C’è un culto montante della buona cucina e  del buon vino, cosa parecchio paradossale se rapportata alla congiuntura sociale ed economica in cui viviamo. Una sensibilità crescente verso il buon vivere, nei tanti modi in cui questo si declina, nelle tante forme in cui si configura: gusto, belle cose, eleganza, classe, tutti valori che disegnano una costellazione di punti interconnessi tenuti insieme dal principio edonistico del godimento.
E fin qui tutto bene. Tutto condivisibile, almeno fino a quando non funziona come elemento alienante che distoglie dalla realtà e dalle sue pressioni.

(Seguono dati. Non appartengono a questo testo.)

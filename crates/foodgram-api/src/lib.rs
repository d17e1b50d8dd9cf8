pub mod auth;
pub mod catalog;
pub mod error;
pub mod extract;
pub mod middleware;
pub mod recipes;
pub mod relations;
pub mod routes;
pub mod shopping;
pub mod users;
pub mod validation;

use foodgram_db::Database;
use tracing::error;

pub use auth::{AppState, AppStateInner};
pub use error::ApiError;
pub use routes::router;

/// Runs blocking storage work off the async runtime.
pub(crate) async fn with_db<F, T>(state: &AppState, f: F) -> Result<T, ApiError>
where
    F: FnOnce(&Database) -> Result<T, ApiError> + Send + 'static,
    T: Send + 'static,
{
    let state = state.clone();
    tokio::task::spawn_blocking(move || f(&state.db))
        .await
        .map_err(|e| {
            error!("spawn_blocking join error: {}", e);
            ApiError::Internal(anyhow::anyhow!("blocking task failed: {e}"))
        })?
}
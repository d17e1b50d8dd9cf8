use serde::{Deserialize, Serialize};

/// One line of a shopping list: an ingredient and the total amount needed
/// across every recipe in a cart.
#[derive(Debug, Clone, PartialEq, Eq, Serialize, Deserialize)]
pub struct ShoppingItem {
    pub name: String,
    pub measurement_unit: String,
    pub amount: i64,
}

/// Reference data imported at startup.
#[derive(Debug, Default, Deserialize)]
#[serde(deny_unknown_fields)]
pub struct SeedData {
    #[serde(default)]
    pub tags: Vec<NewTag>,
    #[serde(default)]
    pub ingredients: Vec<NewIngredient>,
}

#[derive(Debug, Clone, Deserialize)]
#[serde(deny_unknown_fields)]
pub struct NewTag {
    pub name: String,
    pub color: String,
    pub slug: String,
}

#[derive(Debug, Clone, Deserialize)]
#[serde(deny_unknown_fields)]
pub struct NewIngredient {
    pub name: String,
    pub measurement_unit: String,
}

Ciò che sembra meno condivisibile è la propaggine “esoterica” del fenomeno, vale a dire quell’area rarefatta e mistificante in cui il talento degli addetti ai lavori – i grandi chef e i grandi sommelier – si esercita su sfumature olfattive e palatali assolutamente irraggiungibili alla maggior parte del genere umano. Sentire discettare sugli infiniti odori e sulle infinite essenze rintracciabili in un vino, a spiegare – spesso con dotti riferimenti – la differenza fra un prodotto e un altro o – ancora più inquietante – fra un prezzo e un altro, suona come cosa affascinante su un piano accademico ma lontana sideralmente dalla possibilità di esperienza di quasi tutti coloro i quali consumano quei prodotti.

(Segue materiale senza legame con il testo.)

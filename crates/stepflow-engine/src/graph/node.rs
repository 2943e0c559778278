use std::fmt;
use std::future::Future;
use std::sync::Arc;
use std::time::Duration;

use serde::{Deserialize, Serialize};

use stepflow_core::error::{Result, StepflowError};
use stepflow_core::traits::{fallback_fn, handler_fn, FailureHandler, NodeHandler};
use stepflow_core::types::{ContextDelta, ExecutionContext};

/// Bounded retry with a fixed delay between attempts.
#[derive(Debug, Clone, Copy, PartialEq, Eq, Serialize, Deserialize)]
pub struct RetryPolicy {
    /// Total attempts including the first one. Always at least 1.
    pub max_attempts: u32,
    /// Pause after each failed attempt except the last.
    #[serde(with = "duration_ms", rename = "delay_ms", default)]
    pub delay: Duration,
}

impl RetryPolicy {
    /// A `max_attempts` of zero is treated as one.
    pub fn new(max_attempts: u32, delay: Duration) -> Self {
        Self {
            max_attempts: max_attempts.max(1),
            delay,
        }
    }
}

mod duration_ms {
    use std::time::Duration;

    use serde::{Deserialize, Deserializer, Serializer};

    pub fn serialize<S: Serializer>(d: &Duration, s: S) -> Result<S::Ok, S::Error> {
        s.serialize_u64(d.as_millis() as u64)
    }

    pub fn deserialize<'de, D: Deserializer<'de>>(d: D) -> Result<Duration, D::Error> {
        Ok(Duration::from_millis(u64::deserialize(d)?))
    }
}

/// A node in the execution graph.
///
/// Wraps a handler plus its optional resilience policies. Nodes are cheap to
/// clone (the handlers are shared), and every `with_*` method returns a
/// modified copy, so attaching a policy never changes a node that is already
/// registered somewhere else.
#[derive(Clone)]
pub struct Node {
    id: String,
    handler: Arc<dyn NodeHandler>,
    retry: Option<RetryPolicy>,
    timeout: Option<Duration>,
    fallback: Option<Arc<dyn FailureHandler>>,
}

impl Node {
    /// Create a new node with no policies attached.
    pub fn new(id: impl Into<String>, handler: impl NodeHandler) -> Self {
        Self {
            id: id.into(),
            handler: Arc::new(handler),
            retry: None,
            timeout: None,
            fallback: None,
        }
    }

    /// Create a node from an async closure.
    pub fn from_fn<F, Fut>(id: impl Into<String>, f: F) -> Self
    where
        F: Fn(ExecutionContext) -> Fut + Send + Sync + 'static,
        Fut: Future<Output = Result<ContextDelta>> + Send + 'static,
    {
        Self::new(id, handler_fn(f))
    }

    /// Set the retry policy.
    pub fn with_retry(mut self, policy: RetryPolicy) -> Self {
        self.retry = Some(policy);
        self
    }

    /// Set the timeout covering all attempts of this node.
    pub fn with_timeout(mut self, timeout: Duration) -> Self {
        self.timeout = Some(timeout);
        self
    }

    /// Set the failure handler.
    pub fn with_fallback(mut self, fallback: impl FailureHandler) -> Self {
        self.fallback = Some(Arc::new(fallback));
        self
    }

    /// Set the failure handler from an async closure.
    pub fn with_fallback_fn<F, Fut>(self, f: F) -> Self
    where
        F: Fn(StepflowError, ExecutionContext) -> Fut + Send + Sync + 'static,
        Fut: Future<Output = Result<ContextDelta>> + Send + 'static,
    {
        self.with_fallback(fallback_fn(f))
    }

    pub fn id(&self) -> &str {
        &self.id
    }

    pub fn handler(&self) -> &dyn NodeHandler {
        self.handler.as_ref()
    }

    pub fn retry(&self) -> Option<RetryPolicy> {
        self.retry
    }

    pub fn timeout(&self) -> Option<Duration> {
        self.timeout
    }

    pub fn fallback(&self) -> Option<&dyn FailureHandler> {
        self.fallback.as_deref()
    }
}

impl fmt::Debug for Node {
    fn fmt(&self, f: &mut fmt::Formatter<'_>) -> fmt::Result {
        f.debug_struct("Node")
            .field("id", &self.id)
            .field("retry", &self.retry)
            .field("timeout", &self.timeout)
            .field("has_fallback", &self.fallback.is_some())
            .finish()
    }
}
use tracing::trace;

use stepflow_core::types::ExecutionContext;

use super::edge::Edge;

/// Pick the next node after `current`.
///
/// Scans the outgoing edges of `current` in declaration order and returns
/// the target of the first one whose condition holds. `None` means the run
/// ends here normally.
pub fn next_node<'a>(edges: &'a [Edge], current: &str, ctx: &ExecutionContext) -> Option<&'a str> {
    let edge = edges
        .iter()
        .filter(|e| e.from == current)
        .find(|e| e.matches(ctx))?;

    trace!(from = %current, to = %edge.to, label = ?edge.label, "Edge selected");
    Some(edge.to.as_str())
}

Assumiamo che si possa affinare fino all’infinitesimo la capacità di discernimento olfattivo (come nei profumi) o del gusto (come nel cibo o nel vino). Che si possa giungere a un livello inimmaginabile di destrezza percettiva. E tuttavia ci chiediamo: ma a che serve? A giustificare il fatto che esistano prodotti il cui divario merceologico sia tale da spaccare in due l’universo della clientela? Gli acquirenti “normali” e quelli “vip”?

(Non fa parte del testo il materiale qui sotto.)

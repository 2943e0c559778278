//! Graph Execution Engine: conditional multi-step workflow execution.
//!
//! A workflow is a directed graph of `Node`s connected by `Edge`s. Each node
//! wraps a handler plus optional retry, timeout and failure-handler policies.
//! Edges are scanned in declaration order and the first one whose condition
//! holds is taken; exactly one edge is followed per step.
//!
//! The `WorkflowEngine` walks the graph from the start node, merging each
//! node's delta into a per-run `ExecutionContext` and notifying registered
//! observers along the way.

pub mod builder;
pub mod definition;
pub mod edge;
pub mod executor;
pub mod invoker;
pub mod node;
pub mod observer;
pub mod router;

pub use builder::GraphBuilder;
pub use definition::{Component, GraphDefinition};
pub use edge::{evaluate_condition, Edge, EdgeCondition};
pub use executor::{RunReport, WorkflowEngine, DEFAULT_MAX_VISITS};
pub use invoker::invoke_node;
pub use node::{Node, RetryPolicy};
pub use observer::{ObserverHub, ObserverId};
pub use router::next_node;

La sensazione è spesso che di discetti sul nulla  o poco più, presi nella morsa di una consapevolezza disarmante che per godersi al meglio un buon pasto possa bastare pasteggiare con un buon vino da 15 o 20 euro, mentre si capisce meno come il godimento possa aumentare esponenzialmente quando ci si avventura nella categoria dei prodotti da 1000 euro o più!

Non è molto diverso da ciò che succede nel mondo dell’alta fedeltà. Chiunque abbia un po’ di buon senso sa che la differenza fra un impianto hifi che costa 10.000 euro e uno che ne costa 100.000 comporterà un incremento qualitativo nell’ordine dell’1% (sempre fidandosi dei giudizi sacrali degli addetti ai lavori).

Quando arrivò il Cd, a metà degli anni 80, molti audiofili storsero il naso per il suono artificioso e freddo del digitale, di contro alla musicalità e al calore del vinile. Vero, almeno all’inizio del suo avvento. Ma è anche vero che improvvisamente gente che fino ad allora aveva sentito la musica con lo stereo di Selezione del Readers Digest (!), con la stessa cifra o poco più aveva la possibilità di acquistare una sorgente capace di restituire un ascolto pulito, ad alta dinamica, definito.
E che dire dell’enorme qualità degli attuali lettori  digitali (Ipod in testa) rispetto ai portatili cd degli anni 90. Nonostante la compressione dei files e la estrema compattezza dell’hardware.
Esistono macchine analogiche da svariate centinaia di migliaia di euro: è tutto in scala. Se avete in banca molti milioni che ve ne frega? Vi concedete questo ed altri sfizi! Ma per favore, smettetela di pontificare!